- [MATERIAL SHOWN]:
▶

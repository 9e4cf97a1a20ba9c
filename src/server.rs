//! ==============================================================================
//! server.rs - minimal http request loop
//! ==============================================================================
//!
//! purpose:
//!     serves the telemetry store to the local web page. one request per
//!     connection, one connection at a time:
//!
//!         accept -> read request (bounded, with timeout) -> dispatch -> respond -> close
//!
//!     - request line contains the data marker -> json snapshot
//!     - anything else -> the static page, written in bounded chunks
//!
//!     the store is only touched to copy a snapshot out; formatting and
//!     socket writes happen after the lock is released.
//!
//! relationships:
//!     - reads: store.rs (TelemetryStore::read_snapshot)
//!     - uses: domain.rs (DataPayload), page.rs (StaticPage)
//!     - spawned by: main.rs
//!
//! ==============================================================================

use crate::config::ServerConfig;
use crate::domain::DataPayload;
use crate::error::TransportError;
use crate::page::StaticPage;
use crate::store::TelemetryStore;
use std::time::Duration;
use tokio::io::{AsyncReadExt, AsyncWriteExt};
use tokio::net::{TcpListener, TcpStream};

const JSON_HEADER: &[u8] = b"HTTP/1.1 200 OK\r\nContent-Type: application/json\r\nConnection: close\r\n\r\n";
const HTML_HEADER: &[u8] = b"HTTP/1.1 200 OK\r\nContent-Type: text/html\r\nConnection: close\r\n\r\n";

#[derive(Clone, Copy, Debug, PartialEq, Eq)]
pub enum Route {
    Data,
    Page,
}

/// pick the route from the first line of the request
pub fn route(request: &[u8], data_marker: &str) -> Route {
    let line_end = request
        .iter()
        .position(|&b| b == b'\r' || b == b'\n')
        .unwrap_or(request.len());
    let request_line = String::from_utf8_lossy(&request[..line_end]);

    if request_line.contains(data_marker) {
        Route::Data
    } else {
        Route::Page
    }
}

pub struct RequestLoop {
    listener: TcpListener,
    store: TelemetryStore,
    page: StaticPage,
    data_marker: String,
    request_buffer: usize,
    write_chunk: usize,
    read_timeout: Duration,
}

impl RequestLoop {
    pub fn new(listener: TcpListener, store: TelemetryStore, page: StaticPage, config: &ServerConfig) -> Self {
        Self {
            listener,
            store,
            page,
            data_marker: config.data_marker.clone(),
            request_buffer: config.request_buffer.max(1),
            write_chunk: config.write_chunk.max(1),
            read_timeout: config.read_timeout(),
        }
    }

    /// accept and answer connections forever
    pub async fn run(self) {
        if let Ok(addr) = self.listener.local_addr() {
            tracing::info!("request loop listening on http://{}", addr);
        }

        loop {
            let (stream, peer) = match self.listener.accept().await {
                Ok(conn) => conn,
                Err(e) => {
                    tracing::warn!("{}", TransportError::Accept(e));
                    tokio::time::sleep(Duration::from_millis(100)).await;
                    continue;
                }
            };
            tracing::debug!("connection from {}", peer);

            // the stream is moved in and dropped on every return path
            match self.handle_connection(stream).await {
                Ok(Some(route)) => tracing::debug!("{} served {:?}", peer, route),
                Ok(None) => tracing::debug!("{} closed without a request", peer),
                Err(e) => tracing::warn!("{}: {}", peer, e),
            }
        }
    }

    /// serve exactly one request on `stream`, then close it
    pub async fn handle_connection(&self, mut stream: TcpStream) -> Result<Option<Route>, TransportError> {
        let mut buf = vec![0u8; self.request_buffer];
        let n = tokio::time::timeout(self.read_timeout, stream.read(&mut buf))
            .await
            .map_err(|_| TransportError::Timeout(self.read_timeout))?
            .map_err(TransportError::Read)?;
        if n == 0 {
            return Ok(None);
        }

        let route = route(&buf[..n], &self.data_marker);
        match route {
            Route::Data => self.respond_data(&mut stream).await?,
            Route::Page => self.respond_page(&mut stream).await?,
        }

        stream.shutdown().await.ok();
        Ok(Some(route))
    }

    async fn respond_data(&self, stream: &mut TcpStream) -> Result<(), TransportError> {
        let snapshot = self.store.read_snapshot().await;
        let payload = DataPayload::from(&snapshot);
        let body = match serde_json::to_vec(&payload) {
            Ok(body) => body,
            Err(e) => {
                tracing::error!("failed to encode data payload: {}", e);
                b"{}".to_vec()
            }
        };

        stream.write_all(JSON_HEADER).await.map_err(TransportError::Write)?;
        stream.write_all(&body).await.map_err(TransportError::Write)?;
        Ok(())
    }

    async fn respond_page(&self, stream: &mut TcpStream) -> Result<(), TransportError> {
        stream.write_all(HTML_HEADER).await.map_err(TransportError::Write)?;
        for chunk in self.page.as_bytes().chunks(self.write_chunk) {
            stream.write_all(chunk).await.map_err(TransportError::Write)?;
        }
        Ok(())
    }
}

◀

Return the material in full, exactly as shown.

- [OUTPUT FOR THIS TASK]:
repository 9e4cf97a1a20ba9c
filename src/server.rs
//! ==============================================================================
//! server.rs - minimal http request loop
//! ==============================================================================
//!
//! purpose:
//!     serves the telemetry store to the local web page. one request per
//!     connection, one connection at a time:
//!
//!         accept -> read request (bounded, with timeout) -> dispatch -> respond -> close
//!
//!     - request line contains the data marker -> json snapshot
//!     - anything else -> the static page, written in bounded chunks
//!
//!     the store is only touched to copy a snapshot out; formatting and
//!     socket writes happen after the lock is released.
//!
//! relationships:
//!     - reads: store.rs (TelemetryStore::read_snapshot)
//!     - uses: domain.rs (DataPayload), page.rs (StaticPage)
//!     - spawned by: main.rs
//!
//! ==============================================================================

use crate::config::ServerConfig;
use crate::domain::DataPayload;
use crate::error::TransportError;
use crate::page::StaticPage;
use crate::store::TelemetryStore;
use std::time::Duration;
use tokio::io::{AsyncReadExt, AsyncWriteExt};
use tokio::net::{TcpListener, TcpStream};

const JSON_HEADER: &[u8] = b"HTTP/1.1 200 OK\r\nContent-Type: application/json\r\nConnection: close\r\n\r\n";
const HTML_HEADER: &[u8] = b"HTTP/1.1 200 OK\r\nContent-Type: text/html\r\nConnection: close\r\n\r\n";

#[derive(Clone, Copy, Debug, PartialEq, Eq)]
pub enum Route {
    Data,
    Page,
}

/// pick the route from the first line of the request
pub fn route(request: &[u8], data_marker: &str) -> Route {
    let line_end = request
        .iter()
        .position(|&b| b == b'\r' || b == b'\n')
        .unwrap_or(request.len());
    let request_line = String::from_utf8_lossy(&request[..line_end]);

    if request_line.contains(data_marker) {
        Route::Data
    } else {
        Route::Page
    }
}

pub struct RequestLoop {
    listener: TcpListener,
    store: TelemetryStore,
    page: StaticPage,
    data_marker: String,
    request_buffer: usize,
    write_chunk: usize,
    read_timeout: Duration,
}

impl RequestLoop {
    pub fn new(listener: TcpListener, store: TelemetryStore, page: StaticPage, config: &ServerConfig) -> Self {
        Self {
            listener,
            store,
            page,
            data_marker: config.data_marker.clone(),
            request_buffer: config.request_buffer.max(1),
            write_chunk: config.write_chunk.max(1),
            read_timeout: config.read_timeout(),
        }
    }

    /// accept and answer connections forever
    pub async fn run(self) {
        if let Ok(addr) = self.listener.local_addr() {
            tracing::info!("request loop listening on http://{}", addr);
        }

        loop {
            let (stream, peer) = match self.listener.accept().await {
                Ok(conn) => conn,
                Err(e) => {
                    tracing::warn!("{}", TransportError::Accept(e));
                    tokio::time::sleep(Duration::from_millis(100)).await;
                    continue;
                }
            };
            tracing::debug!("connection from {}", peer);

            // the stream is moved in and dropped on every return path
            match self.handle_connection(stream).await {
                Ok(Some(route)) => tracing::debug!("{} served {:?}", peer, route),
                Ok(None) => tracing::debug!("{} closed without a request", peer),
                Err(e) => tracing::warn!("{}: {}", peer, e),
            }
        }
    }

    /// serve exactly one request on `stream`, then close it
    pub async fn handle_connection(&self, mut stream: TcpStream) -> Result<Option<Route>, TransportError> {
        let mut buf = vec![0u8; self.request_buffer];
        let n = tokio::time::timeout(self.read_timeout, stream.read(&mut buf))
            .await
            .map_err(|_| TransportError::Timeout(self.read_timeout))?
            .map_err(TransportError::Read)?;
        if n == 0 {
            return Ok(None);
        }

        let route = route(&buf[..n], &self.data_marker);
        match route {
            Route::Data => self.respond_data(&mut stream).await?,
            Route::Page => self.respond_page(&mut stream).await?,
        }

        stream.shutdown().await.ok();
        Ok(Some(route))
    }

    async fn respond_data(&self, stream: &mut TcpStream) -> Result<(), TransportError> {
        let snapshot = self.store.read_snapshot().await;
        let payload = DataPayload::from(&snapshot);
        let body = match serde_json::to_vec(&payload) {
            Ok(body) => body,
            Err(e) => {
                tracing::error!("failed to encode data payload: {}", e);
                b"{}".to_vec()
            }
        };

        stream.write_all(JSON_HEADER).await.map_err(TransportError::Write)?;
        stream.write_all(&body).await.map_err(TransportError::Write)?;
        Ok(())
    }

    async fn respond_page(&self, stream: &mut TcpStream) -> Result<(), TransportError> {
        stream.write_all(HTML_HEADER).await.map_err(TransportError::Write)?;
        for chunk in self.page.as_bytes().chunks(self.write_chunk) {
            stream.write_all(chunk).await.map_err(TransportError::Write)?;
        }
        Ok(())
    }
}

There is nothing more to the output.